■ **What this task involves**: Tell me how many lines in the data include "engine", and keep the reply to that number.

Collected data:
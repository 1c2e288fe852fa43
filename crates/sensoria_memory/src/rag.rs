//! Retrieval scoring: deterministic Jaccard over token multisets.

use serde::{Deserialize, Serialize};
use std::collections::HashMap;

/// One retrievable document.
#[derive(Debug, Clone, Serialize, Deserialize)]
pub struct RagDoc {
    pub doc_id: String,
    pub text: String,
    /// Lowercased whitespace-split token bag, sorted so serialization is
    /// deterministic and round-trip-safe.
    pub tokens: Vec<String>,
    #[serde(default)]
    pub meta: serde_json::Value,
}

impl RagDoc {
    pub fn new(doc_id: String, text: String, meta: serde_json::Value) -> Self {
        let tokens = tokenize(&text);
        Self {
            doc_id,
            text,
            tokens,
            meta,
        }
    }
}

/// Lowercase, split on whitespace, sort. Exact tokenization is an
/// implementation choice; this one is deterministic and reproducible from
/// the stored text alone.
pub fn tokenize(text: &str) -> Vec<String> {
    let mut tokens: Vec<String> = text
        .split_whitespace()
        .map(|t| t.to_lowercase())
        .collect();
    tokens.sort_unstable();
    tokens
}

fn counts(tokens: &[String]) -> HashMap<&str, u32> {
    let mut map: HashMap<&str, u32> = HashMap::new();
    for t in tokens {
        *map.entry(t.as_str()).or_insert(0) += 1;
    }
    map
}

/// Multiset Jaccard: sum of per-token min counts over sum of max counts.
/// 1.0 for identical bags, 0.0 for disjoint (or either side empty).
pub fn jaccard(a: &[String], b: &[String]) -> f64 {
    if a.is_empty() && b.is_empty() {
        return 0.0;
    }
    let ca = counts(a);
    let cb = counts(b);
    let mut intersection: u64 = 0;
    let mut union: u64 = 0;
    for (token, &na) in &ca {
        let nb = cb.get(token).copied().unwrap_or(0);
        intersection += na.min(nb) as u64;
        union += na.max(nb) as u64;
    }
    for (token, &nb) in &cb {
        if !ca.contains_key(token) {
            union += nb as u64;
        }
    }
    if union == 0 {
        return 0.0;
    }
    intersection as f64 / union as f64
}

/// Rank `docs` against a query. Ties break by shorter `doc_id`, then
/// lexically, so results are stable across runs.
pub fn rank<'a>(docs: impl Iterator<Item = &'a RagDoc>, query: &str, top_k: usize) -> Vec<(RagDoc, f64)> {
    let q = tokenize(query);
    let mut scored: Vec<(RagDoc, f64)> = docs
        .map(|d| {
            let score = jaccard(&d.tokens, &q);
            (d.clone(), score)
        })
        .collect();
    scored.sort_by(|(a, sa), (b, sb)| {
        sb.partial_cmp(sa)
            .unwrap_or(std::cmp::Ordering::Equal)
            .then_with(|| a.doc_id.len().cmp(&b.doc_id.len()))
            .then_with(|| a.doc_id.cmp(&b.doc_id))
    });
    scored.truncate(top_k);
    scored
}

#[cfg(test)]
mod tests {
    use super::*;

    fn doc(id: &str, text: &str) -> RagDoc {
        RagDoc::new(id.to_string(), text.to_string(), serde_json::json!({}))
    }

    #[test]
    fn test_tokenize_is_sorted_and_lowercased() {
        assert_eq!(tokenize("B a A"), vec!["a", "a", "b"]);
    }

    #[test]
    fn test_jaccard_identity() {
        let t = tokenize("the rain in spain");
        assert!((jaccard(&t, &t) - 1.0).abs() < 1e-12);
    }

    #[test]
    fn test_jaccard_disjoint() {
        assert_eq!(jaccard(&tokenize("a b"), &tokenize("c d")), 0.0);
    }

    #[test]
    fn test_jaccard_multiset_counts() {
        // {a,a,b} vs {a,b,b}: min 1+1=2 over max 2+2=4
        let s = jaccard(&tokenize("a a b"), &tokenize("a b b"));
        assert!((s - 0.5).abs() < 1e-12);
    }

    #[test]
    fn test_rank_exact_match_first() {
        let docs = vec![
            doc("long-doc-id", "completely different words"),
            doc("d1", "the exact query text"),
        ];
        let ranked = rank(docs.iter(), "the exact query text", 5);
        assert_eq!(ranked[0].0.doc_id, "d1");
        assert!(ranked[0].1 > ranked[1].1);
    }

    #[test]
    fn test_rank_tie_breaks_by_id_length_then_lexical() {
        let docs = vec![doc("bb", "same text"), doc("a", "same text"), doc("ab", "same text")];
        let ranked = rank(docs.iter(), "same text", 3);
        let ids: Vec<&str> = ranked.iter().map(|(d, _)| d.doc_id.as_str()).collect();
        assert_eq!(ids, vec!["a", "ab", "bb"]);
    }

    #[test]
    fn test_rank_truncates_to_top_k() {
        let docs: Vec<RagDoc> = (0..10).map(|i| doc(&format!("d{i}"), "common words")).collect();
        assert_eq!(rank(docs.iter(), "common", 3).len(), 3);
    }

    #[test]
    fn test_empty_query_scores_zero() {
        let docs = vec![doc("d1", "anything")];
        let ranked = rank(docs.iter(), "", 5);
        assert_eq!(ranked[0].1, 0.0);
    }
}
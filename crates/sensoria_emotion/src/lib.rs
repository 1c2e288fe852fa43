pub mod engine;
pub mod mapping;

pub use engine::{collapse_label, EmotionEngine};
pub use mapping::{MappingTables, ModalityBundle, MIN_INTENSITY_FACTOR};
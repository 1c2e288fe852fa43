//! Device descriptors and dispatch results.

use serde::{Deserialize, Serialize};
use std::collections::BTreeSet;

/// Known device families. The class picks the payload shaping rule; the
/// capability set gates what a device may receive at all.
#[derive(Debug, Clone, Copy, PartialEq, Eq, Serialize, Deserialize)]
#[serde(rename_all = "snake_case")]
pub enum DeviceClass {
    Watch,
    ArGlasses,
    FullBodyHaptic,
    HapticVest,
    Scent,
    Taste,
    GenericTts,
    GenericDisplay,
}

impl DeviceClass {
    /// Default capability set for a class, used when a device registers
    /// without declaring its own.
    pub fn default_capabilities(&self) -> BTreeSet<Capability> {
        let caps: &[Capability] = match self {
            Self::Watch => &[Capability::Haptic, Capability::Display],
            Self::ArGlasses => &[Capability::Ar, Capability::Display],
            Self::FullBodyHaptic | Self::HapticVest => &[Capability::Haptic],
            Self::Scent | Self::Taste => &[Capability::Scent],
            Self::GenericTts => &[Capability::Tts],
            Self::GenericDisplay => &[Capability::Display],
        };
        caps.iter().copied().collect()
    }
}

/// A typed capability a device supports.
#[derive(Debug, Clone, Copy, PartialEq, Eq, PartialOrd, Ord, Hash, Serialize, Deserialize)]
#[serde(rename_all = "snake_case")]
pub enum Capability {
    Haptic,
    Scent,
    Ar,
    Tts,
    Display,
}

/// Device liveness as seen by the registry.
#[derive(Debug, Clone, Copy, PartialEq, Eq, Serialize, Deserialize)]
#[serde(rename_all = "snake_case")]
pub enum DeviceStatus {
    Online,
    Degraded,
    Offline,
}

/// Registry entry for one connected device.
#[derive(Debug, Clone, Serialize, Deserialize)]
pub struct DeviceDescriptor {
    pub id: String,
    pub class: DeviceClass,
    pub capabilities: BTreeSet<Capability>,
    /// Opaque adapter address (vendor URL, BLE id, ...).
    pub addr: String,
    pub status: DeviceStatus,
    /// Unix timestamp of the last heartbeat or successful dispatch.
    pub last_seen: i64,
}

impl DeviceDescriptor {
    pub fn new(id: &str, class: DeviceClass, addr: &str) -> Self {
        Self {
            id: id.to_string(),
            class,
            capabilities: class.default_capabilities(),
            addr: addr.to_string(),
            status: DeviceStatus::Online,
            last_seen: chrono::Utc::now().timestamp(),
        }
    }

    pub fn has_capability(&self, cap: Capability) -> bool {
        self.capabilities.contains(&cap)
    }
}

/// Terminal state of one per-device dispatch. Never silently dropped: a
/// broadcast yields exactly one of these per targeted device.
#[derive(Debug, Clone, Copy, PartialEq, Eq, Serialize, Deserialize)]
#[serde(rename_all = "snake_case")]
pub enum DispatchStatus {
    Success,
    RetriedSuccess,
    Failed,
    SkippedIncompatible,
}

/// Outcome of dispatching one payload to one device.
#[derive(Debug, Clone, Serialize, Deserialize)]
pub struct DispatchResult {
    pub status: DispatchStatus,
    /// Send attempts actually made (0 for skipped devices).
    pub attempts: u32,
    #[serde(skip_serializing_if = "Option::is_none")]
    pub error: Option<String>,
    pub latency_ms: u64,
}

impl DispatchResult {
    pub fn skipped_incompatible(reason: &str) -> Self {
        Self {
            status: DispatchStatus::SkippedIncompatible,
            attempts: 0,
            error: Some(reason.to_string()),
            latency_ms: 0,
        }
    }

    pub fn succeeded(&self) -> bool {
        matches!(
            self.status,
            DispatchStatus::Success | DispatchStatus::RetriedSuccess
        )
    }
}

#[cfg(test)]
mod tests {
    use super::*;

    #[test]
    fn test_class_default_capabilities() {
        assert!(DeviceClass::HapticVest
            .default_capabilities()
            .contains(&Capability::Haptic));
        assert!(DeviceClass::Scent
            .default_capabilities()
            .contains(&Capability::Scent));
        assert!(!DeviceClass::Scent
            .default_capabilities()
            .contains(&Capability::Haptic));
    }

    #[test]
    fn test_watch_gets_haptic_and_display() {
        let d = DeviceDescriptor::new("apple_watch", DeviceClass::Watch, "sim://watch");
        assert!(d.has_capability(Capability::Haptic));
        assert!(d.has_capability(Capability::Display));
        assert!(!d.has_capability(Capability::Scent));
    }

    #[test]
    fn test_dispatch_status_wire_names() {
        assert_eq!(
            serde_json::to_string(&DispatchStatus::SkippedIncompatible).unwrap(),
            "\"skipped_incompatible\""
        );
        assert_eq!(
            serde_json::to_string(&DispatchStatus::RetriedSuccess).unwrap(),
            "\"retried_success\""
        );
    }

    #[test]
    fn test_skipped_result_has_zero_attempts() {
        let r = DispatchResult::skipped_incompatible("no haptic capability");
        assert_eq!(r.attempts, 0);
        assert!(!r.succeeded());
    }
}
//! Memory routes: RAG corpus, preferences, bookmarks.

use crate::error::ApiResult;
use crate::state::AppState;
use axum::extract::{Query, State};
use axum::Json;
use sensoria_core::Error;
use serde::Deserialize;
use serde_json::{json, Map, Value};

// ============================================================================
// RAG
// ============================================================================

#[derive(Debug, Deserialize)]
pub struct RagQuery {
    pub q: String,
    #[serde(default)]
    pub top_k: Option<usize>,
}

pub async fn rag_query(
    State(state): State<AppState>,
    Query(query): Query<RagQuery>,
) -> ApiResult<Json<Value>> {
    let hits = state
        .memory
        .rag_query(&query.q, query.top_k.unwrap_or(5))
        .await
        .map_err(|e| Error::internal(format!("rag query failed: {e}")))?;

    let results: Vec<Value> = hits
        .iter()
        .map(|(doc, score)| {
            json!({
                "doc_id": doc.doc_id,
                "text": doc.text,
                "meta": doc.meta,
                "score": score,
            })
        })
        .collect();
    Ok(Json(json!({ "query": query.q, "count": results.len(), "results": results })))
}

#[derive(Debug, Deserialize)]
pub struct RagUpsertRequest {
    pub text: String,
    #[serde(default)]
    pub doc_id: Option<String>,
    #[serde(default)]
    pub meta: Value,
}

pub async fn rag_upsert(
    State(state): State<AppState>,
    Json(req): Json<RagUpsertRequest>,
) -> ApiResult<Json<Value>> {
    if req.text.trim().is_empty() {
        return Err(Error::invalid_argument("text must not be empty").into());
    }
    let doc = state
        .memory
        .rag_upsert(&req.text, req.doc_id.as_deref(), req.meta)
        .await
        .map_err(|e| Error::internal(format!("rag upsert failed: {e}")))?;
    Ok(Json(json!({ "status": "stored", "doc": doc })))
}

pub async fn rag_list(State(state): State<AppState>) -> ApiResult<Json<Value>> {
    let docs = state
        .memory
        .rag_list()
        .await
        .map_err(|e| Error::internal(format!("rag list failed: {e}")))?;
    Ok(Json(json!({ "count": docs.len(), "docs": docs })))
}

#[derive(Debug, Deserialize)]
pub struct RagDeleteQuery {
    pub doc_id: String,
}

pub async fn rag_delete(
    State(state): State<AppState>,
    Query(query): Query<RagDeleteQuery>,
) -> ApiResult<Json<Value>> {
    let deleted = state
        .memory
        .rag_delete(&query.doc_id)
        .await
        .map_err(|e| Error::internal(format!("rag delete failed: {e}")))?;
    Ok(Json(json!({ "doc_id": query.doc_id, "deleted": deleted })))
}

// ============================================================================
// Preferences & bookmarks
// ============================================================================

#[derive(Debug, Deserialize)]
pub struct UserQuery {
    pub user_id: String,
}

pub async fn get_preferences(
    State(state): State<AppState>,
    Query(query): Query<UserQuery>,
) -> ApiResult<Json<Value>> {
    let prefs = state
        .memory
        .get_preferences(&query.user_id)
        .await
        .map_err(|e| Error::internal(format!("preference read failed: {e}")))?;
    Ok(Json(json!({ "user_id": query.user_id, "preferences": prefs })))
}

#[derive(Debug, Deserialize)]
pub struct SetPreferencesRequest {
    pub user_id: String,
    pub patch: Map<String, Value>,
}

pub async fn set_preferences(
    State(state): State<AppState>,
    Json(req): Json<SetPreferencesRequest>,
) -> ApiResult<Json<Value>> {
    let merged = state
        .memory
        .set_preferences(&req.user_id, &req.patch)
        .await
        .map_err(|e| Error::internal(format!("preference write failed: {e}")))?;
    Ok(Json(json!({ "user_id": req.user_id, "preferences": merged })))
}

#[derive(Debug, Deserialize)]
pub struct AddBookmarkRequest {
    pub user_id: String,
    #[serde(default)]
    pub session_id: Option<String>,
    pub segment_index: i64,
    #[serde(default)]
    pub note: String,
}

pub async fn add_bookmark(
    State(state): State<AppState>,
    Json(req): Json<AddBookmarkRequest>,
) -> ApiResult<Json<Value>> {
    let bookmark = state
        .memory
        .add_bookmark(
            &req.user_id,
            req.session_id.as_deref(),
            req.segment_index,
            &req.note,
        )
        .await
        .map_err(|e| Error::internal(format!("bookmark write failed: {e}")))?;
    Ok(Json(json!({ "status": "stored", "bookmark": bookmark })))
}

pub async fn list_bookmarks(
    State(state): State<AppState>,
    Query(query): Query<UserQuery>,
) -> ApiResult<Json<Value>> {
    let bookmarks = state
        .memory
        .list_bookmarks(&query.user_id)
        .await
        .map_err(|e| Error::internal(format!("bookmark read failed: {e}")))?;
    Ok(Json(json!({ "count": bookmarks.len(), "bookmarks": bookmarks })))
}
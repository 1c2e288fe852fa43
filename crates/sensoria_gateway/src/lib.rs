//! The HTTP + WebSocket gateway.
//!
//! Transport translation only: handlers parse JSON, call into the internal
//! contracts, and serialize results. Auth, rate limiting, and quota checks
//! run before any business logic.

pub mod auth;
pub mod error;
pub mod quota;
pub mod routes;
pub mod state;
pub mod ws;

pub use auth::{AuthKeys, RateLimiter};
pub use quota::{QuotaGuard, QuotaKind};
pub use state::AppState;

use axum::routing::{delete, get, post};
use axum::{middleware, Router};
use tower_http::cors::CorsLayer;

/// Build the full route tree over the given state.
pub fn router(state: AppState) -> Router {
    let protected = Router::new()
        .route("/orchestrator/play", post(routes::orchestrator::play))
        .route("/orchestrator/pause", post(routes::orchestrator::pause))
        .route("/orchestrator/seek", post(routes::orchestrator::seek))
        .route("/orchestrator/summary", get(routes::orchestrator::summary))
        .route("/segment_text", post(routes::media::segment_text))
        .route("/generate_haptics", post(routes::media::generate_haptics))
        .route("/haptic_patterns", get(routes::media::haptic_patterns))
        .route("/api/detect-emotion", post(routes::media::detect_emotion))
        .route("/api/tts", post(routes::media::tts))
        .route("/api/stt", post(routes::media::stt))
        .route("/api/broadcast-to-devices", post(routes::devices::broadcast))
        .route("/devices", get(routes::devices::list))
        .route("/devices/register", post(routes::devices::register))
        .route("/devices/heartbeat", post(routes::devices::heartbeat))
        .route("/sync/manifest", get(routes::sync::manifest))
        .route("/sync/file", get(routes::sync::file))
        .route("/rag/query", get(routes::memory::rag_query))
        .route("/rag/upsert", post(routes::memory::rag_upsert))
        .route("/rag/list", get(routes::memory::rag_list))
        .route("/rag/delete", delete(routes::memory::rag_delete))
        .route(
            "/memory/preferences",
            get(routes::memory::get_preferences).post(routes::memory::set_preferences),
        )
        .route(
            "/memory/bookmarks",
            get(routes::memory::list_bookmarks).post(routes::memory::add_bookmark),
        )
        .route("/ai/model-select", get(routes::system::model_select))
        .route("/ws/sync", get(ws::ws_upgrade))
        .route_layer(middleware::from_fn_with_state(
            state.clone(),
            auth::require_auth,
        ));

    Router::new()
        .route("/health", get(routes::system::health))
        .merge(protected)
        .layer(CorsLayer::permissive())
        .with_state(state)
}

/// The gateway server: binds and serves the router in a background task.
pub struct GatewayServer {
    state: AppState,
    host: String,
    port: u16,
}

impl GatewayServer {
    pub fn new(state: AppState, host: &str, port: u16) -> Self {
        Self {
            state,
            host: host.to_string(),
            port,
        }
    }

    /// Start serving. Returns the join handle of the server task.
    pub fn start(self) -> tokio::task::JoinHandle<()> {
        let app = router(self.state);
        let addr = format!("{}:{}", self.host, self.port);
        tokio::spawn(async move {
            let listener = match tokio::net::TcpListener::bind(&addr).await {
                Ok(l) => l,
                Err(e) => {
                    tracing::error!("Gateway failed to bind {}: {}", addr, e);
                    return;
                }
            };
            tracing::info!("Gateway listening on {}", addr);
            if let Err(e) = axum::serve(listener, app).await {
                tracing::error!("Gateway server error: {}", e);
            }
        })
    }
}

■ **Exercise output**: 2